//! Common infrastructure shared by the hashgate crates
//!
//! This crate provides:
//! - Error severity classification (recoverable, terminal, fatal)
//! - `env_logger` bootstrap for the `tracing`/`log` events emitted by the other crates

pub mod error;

pub use error::{Classify, ErrorKind, Logging};
impl NativeBackend for EmulatedCsp {
    fn acquire_context(
        &self,
        provider_type: u32,
        flags: u32,
        context: &mut RawHandle,
    ) -> NativeBool {
        let call = NativeCall::AcquireContext;
        let mut state = self.lock();
        *context = NULL_HANDLE;

        if let Some(code) = state.injected(call) {
            return state.fail(call, NULL_HANDLE, code);
        }
        if flags != CRYPT_VERIFYCONTEXT {
            return state.fail(call, NULL_HANDLE, codes::NTE_BAD_FLAGS);
        }
        let Some(family) = ProviderFamily::from_provider_type(provider_type) else {
            let code = if (1..=999).contains(&provider_type) {
                codes::NTE_PROV_TYPE_NOT_DEF
            } else {
                codes::NTE_BAD_PROV_TYPE
            };
            return state.fail(call, NULL_HANDLE, code);
        };

        let handle = state.allocate();
        state.contexts.insert(handle, family);
        *context = handle;
        state.succeed(call, handle)
    }

    fn release_context(&self, context: RawHandle, flags: u32) -> NativeBool {
        let call = NativeCall::ReleaseContext;
        let mut state = self.lock();

        if let Some(code) = state.injected(call) {
            return state.fail(call, context, code);
        }
        if flags != 0 {
            return state.fail(call, context, codes::NTE_BAD_FLAGS);
        }
        if !state.contexts.contains_key(&context) {
            return state.fail(call, context, codes::NTE_BAD_UID);
        }
        if state.hashes.values().any(|hash| hash.context == context) {
            return state.fail(call, context, codes::ERROR_BUSY);
        }

        state.contexts.remove(&context);
        state.succeed(call, context)
    }

    fn create_hash(&self, context: RawHandle, alg_id: u32, hash: &mut RawHandle) -> NativeBool {
        let call = NativeCall::CreateHash;
        let mut state = self.lock();
        *hash = NULL_HANDLE;

        if let Some(code) = state.injected(call) {
            return state.fail(call, context, code);
        }
        let Some(&family) = state.contexts.get(&context) else {
            return state.fail(call, context, codes::NTE_BAD_UID);
        };
        if !Self::supports(family, alg_id) {
            return state.fail(call, context, codes::NTE_BAD_ALGID);
        }
        let Some(hasher) = GostHasher::for_alg(alg_id) else {
            return state.fail(call, context, codes::NTE_BAD_ALGID);
        };

        let handle = state.allocate();
        state.hashes.insert(
            handle,
            HashObject {
                context,
                alg_id,
                state: HashState::Open(hasher),
            },
        );
        *hash = handle;
        state.succeed(call, handle)
    }

    fn destroy_hash(&self, hash: RawHandle) -> NativeBool {
        let call = NativeCall::DestroyHash;
        let mut state = self.lock();

        if let Some(code) = state.injected(call) {
            return state.fail(call, hash, code);
        }
        if state.hashes.remove(&hash).is_none() {
            return state.fail(call, hash, codes::NTE_BAD_HASH);
        }
        state.succeed(call, hash)
    }

    fn hash_data(&self, hash: RawHandle, data: &[u8], flags: u32) -> NativeBool {
        let call = NativeCall::HashData;
        let mut state = self.lock();

        if let Some(code) = state.injected(call) {
            return state.fail(call, hash, code);
        }
        if flags != 0 {
            return state.fail(call, hash, codes::NTE_BAD_FLAGS);
        }
        let Some(object) = state.hashes.get_mut(&hash) else {
            return state.fail(call, hash, codes::NTE_BAD_HASH);
        };
        let finished = match &mut object.state {
            HashState::Open(hasher) => {
                hasher.update(data);
                false
            }
            HashState::Finished(_) => true,
        };
        if finished {
            return state.fail(call, hash, codes::NTE_BAD_HASH_STATE);
        }
        state.succeed(call, hash)
    }

    fn get_hash_param(
        &self,
        hash: RawHandle,
        param: u32,
        data: &mut [u8],
        data_len: &mut u32,
        flags: u32,
    ) -> NativeBool {
        let call = NativeCall::GetHashParam;
        let mut state = self.lock();

        if let Some(code) = state.injected(call) {
            return state.fail(call, hash, code);
        }
        if flags != 0 {
            return state.fail(call, hash, codes::NTE_BAD_FLAGS);
        }
        let Some(object) = state.hashes.get_mut(&hash) else {
            return state.fail(call, hash, codes::NTE_BAD_HASH);
        };

        let value = match param {
            HP_HASHVAL => Some(object.value().to_vec()),
            HP_HASHSIZE => {
                let size = GostHasher::output_size(object.alg_id) as u32;
                Some(size.to_le_bytes().to_vec())
            }
            HP_ALGID => Some(object.alg_id.to_le_bytes().to_vec()),
            _ => None,
        };
        let Some(value) = value else {
            return state.fail(call, hash, codes::NTE_BAD_TYPE);
        };

        let capacity = (*data_len as usize).min(data.len());
        // value lengths are at most 64
        *data_len = value.len() as u32;
        if capacity < value.len() {
            return state.fail(call, hash, codes::ERROR_MORE_DATA);
        }
        data[..value.len()].copy_from_slice(&value);
        state.succeed(call, hash)
    }

    fn last_error(&self) -> u32 {
        LAST_ERROR.with(Cell::get)
    }
}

════════

> [DIRECTIONS FOR THIS TASK]:
Tally the lines in the records above that contain the word "Open". Write the number and nothing else.

> [RESULT FOR THIS EXERCISE]:
2